Thursday, August 16, 2012

Quote of the Day (Walt Whitman, on the Dog Days of Summer, 1880s NY)

August [1881].—In the big city awhile. Even [in] the height of the dog-days, there is a good deal of fun about New York, if you only avoid fluster, and take all the buoyant wholesomeness that offers. More comfort, too, than most folks think. A middle-aged man, with plenty of money in his pocket, tells me that he has been off for a month to all the swell places, has disburs’d a small fortune, has been hot and out of kilter everywhere, and has return’d home and lived in New York city the last two weeks quite contented and happy. People forget when it is hot here, it is generally hotter still in other places. New York is so situated, with the great ozonic brine on both sides, it comprises the most favorable health-chances in the world. (If only the suffocating crowding of some of its tenement houses could be broken up.) I find I never sufficiently realized how beautiful are the upper two-thirds of Manhattan island.
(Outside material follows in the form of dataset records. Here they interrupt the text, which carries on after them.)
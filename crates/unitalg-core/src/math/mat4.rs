// SPDX-License-Identifier: Apache-2.0
// © James Ross Ω FLYING•ROBOTS <https://github.com/flyingrobots>

use core::ops::Mul;

use tracing::debug;

use crate::math::{Mat3, Tolerance, Vector3, EPSILON};

/// Column‑major 4×4 matrix backing [`crate::Transform`].
///
/// - Acts on homogeneous column vectors: `(A * B) · v = A · (B · v)`.
/// - Translation occupies the last column; the bottom row of an affine
///   matrix is `[0, 0, 0, 1]`.
///
/// # Examples
/// ```
/// use unitalg_core::math::{Mat4, Vector3};
/// let t = Mat4::translation(5.0, -3.0, 2.0);
/// let p = Vector3::new(2.0, 4.0, -1.0);
/// assert_eq!(t.transform_point(&p).to_array(), [7.0, 1.0, 1.0]);
/// ```
#[derive(Debug, Copy, Clone)]
pub struct Mat4 {
    data: [f64; 16],
}

impl Mat4 {
    /// Returns the identity matrix.
    pub const fn identity() -> Self {
        Self {
            data: [
                1.0, 0.0, 0.0, 0.0, // col 0
                0.0, 1.0, 0.0, 0.0, // col 1
                0.0, 0.0, 1.0, 0.0, // col 2
                0.0, 0.0, 0.0, 1.0, // col 3
            ],
        }
    }

    /// Builds a translation matrix.
    pub const fn translation(tx: f64, ty: f64, tz: f64) -> Self {
        Self {
            data: [
                1.0, 0.0, 0.0, 0.0, // col 0
                0.0, 1.0, 0.0, 0.0, // col 1
                0.0, 0.0, 1.0, 0.0, // col 2
                tx, ty, tz, 1.0, // col 3 (translation)
            ],
        }
    }

    /// Builds a non-uniform scale matrix.
    pub const fn scale(sx: f64, sy: f64, sz: f64) -> Self {
        Self {
            data: [
                sx, 0.0, 0.0, 0.0, // col 0
                0.0, sy, 0.0, 0.0, // col 1
                0.0, 0.0, sz, 0.0, // col 2
                0.0, 0.0, 0.0, 1.0, // col 3
            ],
        }
    }

    /// Creates a matrix from column-major array data.
    pub const fn new(data: [f64; 16]) -> Self {
        Self { data }
    }

    /// Creates a matrix from row-major nested arrays.
    pub fn from_rows(rows: [[f64; 4]; 4]) -> Self {
        let mut out = Self::new([0.0; 16]);
        for (r, row) in rows.iter().enumerate() {
            for (c, value) in row.iter().enumerate() {
                out.set(r, c, *value);
            }
        }
        out
    }

    /// Creates a matrix from four homogeneous columns.
    pub const fn from_cols(c0: [f64; 4], c1: [f64; 4], c2: [f64; 4], c3: [f64; 4]) -> Self {
        Self::new([
            c0[0], c0[1], c0[2], c0[3], // col 0
            c1[0], c1[1], c1[2], c1[3], // col 1
            c2[0], c2[1], c2[2], c2[3], // col 2
            c3[0], c3[1], c3[2], c3[3], // col 3
        ])
    }

    /// Embeds a 3×3 block into the upper-left corner of the identity.
    pub fn from_mat3(m: &Mat3) -> Self {
        let mut out = Self::identity();
        out.set_upper_left(m);
        out
    }

    /// Returns the matrix as a column‑major array.
    pub const fn to_array(self) -> [f64; 16] {
        self.data
    }

    /// Returns the matrix as row-major nested arrays.
    pub fn to_rows(self) -> [[f64; 4]; 4] {
        let mut rows = [[0.0; 4]; 4];
        for (r, row) in rows.iter_mut().enumerate() {
            for (c, value) in row.iter_mut().enumerate() {
                *value = self.at(r, c);
            }
        }
        rows
    }

    /// Element at `(row, col)`.
    pub const fn at(&self, row: usize, col: usize) -> f64 {
        self.data[col * 4 + row]
    }

    /// Overwrites the element at `(row, col)`.
    pub fn set(&mut self, row: usize, col: usize, value: f64) {
        self.data[col * 4 + row] = value;
    }

    /// Column `i` as a homogeneous 4-vector.
    pub const fn column(&self, i: usize) -> [f64; 4] {
        [
            self.data[i * 4],
            self.data[i * 4 + 1],
            self.data[i * 4 + 2],
            self.data[i * 4 + 3],
        ]
    }

    /// Upper-left 3×3 block (rotation and scale for affine matrices).
    pub fn upper_left(&self) -> Mat3 {
        let mut out = Mat3::identity();
        for row in 0..3 {
            for col in 0..3 {
                out.set(row, col, self.at(row, col));
            }
        }
        out
    }

    /// Overwrites the upper-left 3×3 block, leaving the rest untouched.
    pub fn set_upper_left(&mut self, m: &Mat3) {
        for row in 0..3 {
            for col in 0..3 {
                self.set(row, col, m.at(row, col));
            }
        }
    }

    /// Multiplies the matrix with another matrix (`self * rhs`).
    pub fn multiply(&self, rhs: &Self) -> Self {
        let mut out = [0.0; 16];
        for row in 0..4 {
            for col in 0..4 {
                let mut sum = 0.0;
                for k in 0..4 {
                    sum += self.at(row, k) * rhs.at(k, col);
                }
                out[col * 4 + row] = sum;
            }
        }
        Self::new(out)
    }

    /// Transforms a point (assumes `w = 1`, no perspective divide).
    pub fn transform_point(&self, point: &Vector3) -> Vector3 {
        let [x, y, z] = point.to_array();
        let w = 1.0;

        let nx = self.at(0, 0) * x + self.at(0, 1) * y + self.at(0, 2) * z + self.at(0, 3) * w;
        let ny = self.at(1, 0) * x + self.at(1, 1) * y + self.at(1, 2) * z + self.at(1, 3) * w;
        let nz = self.at(2, 0) * x + self.at(2, 1) * y + self.at(2, 2) * z + self.at(2, 3) * w;

        Vector3::new(nx, ny, nz)
    }

    /// Transforms a direction vector (ignores translation, `w = 0`).
    pub fn transform_direction(&self, direction: &Vector3) -> Vector3 {
        self.upper_left().transform(direction)
    }

    /// Transposed copy.
    pub fn transpose(&self) -> Self {
        let mut out = [0.0; 16];
        for row in 0..4 {
            for col in 0..4 {
                out[row * 4 + col] = self.at(row, col);
            }
        }
        Self::new(out)
    }

    /// Determinant via 2×2 sub-determinant expansion.
    pub fn determinant(&self) -> f64 {
        let (s, c) = self.minors();
        s[0] * c[5] - s[1] * c[4] + s[2] * c[3] + s[3] * c[2] - s[4] * c[1] + s[5] * c[0]
    }

    /// General inverse.
    ///
    /// No validation is performed: a singular matrix yields NaN or infinite
    /// entries. Avoiding singular transforms is the caller's responsibility;
    /// use [`Mat4::try_inverse`] to detect them.
    pub fn inverse(&self) -> Self {
        let a = |r: usize, c: usize| self.at(r, c);
        let (s, c) = self.minors();
        let det = s[0] * c[5] - s[1] * c[4] + s[2] * c[3] + s[3] * c[2] - s[4] * c[1] + s[5] * c[0];
        let inv_det = 1.0 / det;

        let rows = [
            [
                a(1, 1) * c[5] - a(1, 2) * c[4] + a(1, 3) * c[3],
                -a(0, 1) * c[5] + a(0, 2) * c[4] - a(0, 3) * c[3],
                a(3, 1) * s[5] - a(3, 2) * s[4] + a(3, 3) * s[3],
                -a(2, 1) * s[5] + a(2, 2) * s[4] - a(2, 3) * s[3],
            ],
            [
                -a(1, 0) * c[5] + a(1, 2) * c[2] - a(1, 3) * c[1],
                a(0, 0) * c[5] - a(0, 2) * c[2] + a(0, 3) * c[1],
                -a(3, 0) * s[5] + a(3, 2) * s[2] - a(3, 3) * s[1],
                a(2, 0) * s[5] - a(2, 2) * s[2] + a(2, 3) * s[1],
            ],
            [
                a(1, 0) * c[4] - a(1, 1) * c[2] + a(1, 3) * c[0],
                -a(0, 0) * c[4] + a(0, 1) * c[2] - a(0, 3) * c[0],
                a(3, 0) * s[4] - a(3, 1) * s[2] + a(3, 3) * s[0],
                -a(2, 0) * s[4] + a(2, 1) * s[2] - a(2, 3) * s[0],
            ],
            [
                -a(1, 0) * c[3] + a(1, 1) * c[1] - a(1, 2) * c[0],
                a(0, 0) * c[3] - a(0, 1) * c[1] + a(0, 2) * c[0],
                -a(3, 0) * s[3] + a(3, 1) * s[1] - a(3, 2) * s[0],
                a(2, 0) * s[3] - a(2, 1) * s[1] + a(2, 2) * s[0],
            ],
        ];

        let mut out = Self::from_rows(rows);
        for value in &mut out.data {
            *value *= inv_det;
        }
        out
    }

    /// Inverse, or `None` when `|det| <= EPSILON`.
    pub fn try_inverse(&self) -> Option<Self> {
        let det = self.determinant();
        if det.abs() <= EPSILON || !det.is_finite() {
            debug!(det, "matrix is singular; no inverse");
            return None;
        }
        Some(self.inverse())
    }

    /// Approximate equality under an explicit tolerance.
    pub fn approx_eq_with(&self, other: &Self, tolerance: Tolerance) -> bool {
        tolerance.all_close(&self.data, &other.data)
    }

    // 2×2 minors of the top two rows (`s`) and bottom two rows (`c`).
    fn minors(&self) -> ([f64; 6], [f64; 6]) {
        let a = |r: usize, c: usize| self.at(r, c);
        let s = [
            a(0, 0) * a(1, 1) - a(1, 0) * a(0, 1),
            a(0, 0) * a(1, 2) - a(1, 0) * a(0, 2),
            a(0, 0) * a(1, 3) - a(1, 0) * a(0, 3),
            a(0, 1) * a(1, 2) - a(1, 1) * a(0, 2),
            a(0, 1) * a(1, 3) - a(1, 1) * a(0, 3),
            a(0, 2) * a(1, 3) - a(1, 2) * a(0, 3),
        ];
        let c = [
            a(2, 0) * a(3, 1) - a(3, 0) * a(2, 1),
            a(2, 0) * a(3, 2) - a(3, 0) * a(2, 2),
            a(2, 0) * a(3, 3) - a(3, 0) * a(2, 3),
            a(2, 1) * a(3, 2) - a(3, 1) * a(2, 2),
            a(2, 1) * a(3, 3) - a(3, 1) * a(2, 3),
            a(2, 2) * a(3, 3) - a(3, 2) * a(2, 3),
        ];
        (s, c)
    }
}

impl Default for Mat4 {
    fn default() -> Self {
        Self::identity()
    }
}

impl From<[f64; 16]> for Mat4 {
    fn from(value: [f64; 16]) -> Self {
        Self { data: value }
    }
}

impl From<Mat3> for Mat4 {
    fn from(value: Mat3) -> Self {
        Self::from_mat3(&value)
    }
}

impl PartialEq for Mat4 {
    fn eq(&self, other: &Self) -> bool {
        self.approx_eq_with(other, Tolerance::active())
    }
}

impl Mul for Mat4 {
    type Output = Self;
    fn mul(self, rhs: Self) -> Self::Output {
        self.multiply(&rhs)
    }
}

#[cfg(test)]
mod tests {
    use super::*;

    #[test]
    fn columns_round_trip() {
        let m = Mat4::from_rows([
            [1.0, 2.0, 3.0, 4.0],
            [5.0, 6.0, 7.0, 8.0],
            [9.0, 10.0, 11.0, 12.0],
            [0.0, 0.0, 0.0, 1.0],
        ]);
        assert_eq!(m.column(3), [4.0, 8.0, 12.0, 1.0]);
        let rebuilt = Mat4::from_cols(m.column(0), m.column(1), m.column(2), m.column(3));
        assert_eq!(rebuilt.to_array(), m.to_array());
    }

    #[test]
    fn determinant_of_scale_is_product() {
        assert_eq!(Mat4::scale(2.0, 3.0, -0.5).determinant(), -3.0);
        assert_eq!(Mat4::translation(4.0, 5.0, 6.0).determinant(), 1.0);
    }

    #[test]
    fn singular_matrix_has_no_checked_inverse() {
        assert!(Mat4::scale(1.0, 0.0, 1.0).try_inverse().is_none());
        let t = Mat4::translation(1.0, -2.0, 3.0);
        assert_eq!(t.try_inverse(), Some(Mat4::translation(-1.0, 2.0, -3.0)));
    }
}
I am stopping at Mott Haven, and have been familiar now for ten days with the region above One-hundredth street, and along the Harlem river and Washington heights. Am dwelling a few days with my friends, Mr. and Mrs. J.H.J., and a merry housefull of young ladies. Am putting the last touches on the printer’s copy of my new volume of ‘Leaves of Grass’—the completed book at last. Work at it two or three hours, and then go down and loaf along the Harlem river; have just had a good spell of this recreation. The sun sufficiently veil’d, a soft south breeze, the river full of small or large shells (light taper boats) darting up and down, some singly, now and then long ones with six or eight young fellows practicing—very inspiriting sights. Two fine yachts lie anchor’d off the shore. I linger long, enjoying the sundown, the glow, the streak’d sky, the heights, distances, shadows.”—Walt Whitman, Specimen Days and Collect (1882)

1 comment:

John the Cat said...

Sound like NYC was a small town back then.